TASK STATEMENT:
Copy the data below verbatim, leaving no line out.

(Saved data entries)
+===+

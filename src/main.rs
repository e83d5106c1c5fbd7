// Main entry point - Dependency injection and server setup
mod application;
mod domain;
mod infrastructure;
mod presentation;

use std::sync::Arc;
use tracing_subscriber::EnvFilter;

use crate::application::dashboard_service::DashboardService;
use crate::application::saved_chart_service::SavedChartService;
use crate::application::space_service::SpaceService;
use crate::infrastructure::config::load_config;
use crate::infrastructure::database;
use crate::infrastructure::sqlite_dashboard_repository::SqliteDashboardRepository;
use crate::infrastructure::sqlite_saved_chart_repository::SqliteSavedChartRepository;
use crate::infrastructure::sqlite_space_repository::SqliteSpaceRepository;
use crate::presentation::app_state::AppState;
use crate::presentation::router::build_router;

#[tokio::main]
async fn main() -> anyhow::Result<()> {
    // Load configuration
    let config = load_config()?;

    // Initialize tracing; RUST_LOG takes precedence over the configured filter
    let filter = EnvFilter::try_from_default_env()
        .or_else(|_| EnvFilter::try_new(&config.logging.filter))?;
    tracing_subscriber::fmt().with_env_filter(filter).init();

    // Open the database (infrastructure layer)
    let pool = database::connect(&config.database).await?;

    // Create repositories and services (application layer)
    let space_service = SpaceService::new(Arc::new(SqliteSpaceRepository::new(pool.clone())));
    let saved_chart_service =
        SavedChartService::new(Arc::new(SqliteSavedChartRepository::new(pool.clone())));
    let dashboard_service =
        DashboardService::new(Arc::new(SqliteDashboardRepository::new(pool.clone())));

    // Create application state
    let state = Arc::new(AppState {
        space_service,
        saved_chart_service,
        dashboard_service,
    });

    // Build router (presentation layer)
    let router = build_router(state);

    // Start server
    let addr = config.server.bind_address();
    let listener = tokio::net::TcpListener::bind(&addr).await?;
    tracing::info!(address = %addr, "Starting vizstore service");

    axum::serve(listener, router).await?;

    pool.close().await;
    Ok(())
}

+===+

RESULT OF THE TASK:
filename src/main.rs
repository e83d5106c1c5fbd7
// Main entry point - Dependency injection and server setup
mod application;
mod domain;
mod infrastructure;
mod presentation;

use std::sync::Arc;
use tracing_subscriber::EnvFilter;

use crate::application::dashboard_service::DashboardService;
use crate::application::saved_chart_service::SavedChartService;
use crate::application::space_service::SpaceService;
use crate::infrastructure::config::load_config;
use crate::infrastructure::database;
use crate::infrastructure::sqlite_dashboard_repository::SqliteDashboardRepository;
use crate::infrastructure::sqlite_saved_chart_repository::SqliteSavedChartRepository;
use crate::infrastructure::sqlite_space_repository::SqliteSpaceRepository;
use crate::presentation::app_state::AppState;
use crate::presentation::router::build_router;

#[tokio::main]
async fn main() -> anyhow::Result<()> {
    // Load configuration
    let config = load_config()?;

    // Initialize tracing; RUST_LOG takes precedence over the configured filter
    let filter = EnvFilter::try_from_default_env()
        .or_else(|_| EnvFilter::try_new(&config.logging.filter))?;
    tracing_subscriber::fmt().with_env_filter(filter).init();

    // Open the database (infrastructure layer)
    let pool = database::connect(&config.database).await?;

    // Create repositories and services (application layer)
    let space_service = SpaceService::new(Arc::new(SqliteSpaceRepository::new(pool.clone())));
    let saved_chart_service =
        SavedChartService::new(Arc::new(SqliteSavedChartRepository::new(pool.clone())));
    let dashboard_service =
        DashboardService::new(Arc::new(SqliteDashboardRepository::new(pool.clone())));

    // Create application state
    let state = Arc::new(AppState {
        space_service,
        saved_chart_service,
        dashboard_service,
    });

    // Build router (presentation layer)
    let router = build_router(state);

    // Start server
    let addr = config.server.bind_address();
    let listener = tokio::net::TcpListener::bind(&addr).await?;
    tracing::info!(address = %addr, "Starting vizstore service");

    axum::serve(listener, router).await?;

    pool.close().await;
    Ok(())
}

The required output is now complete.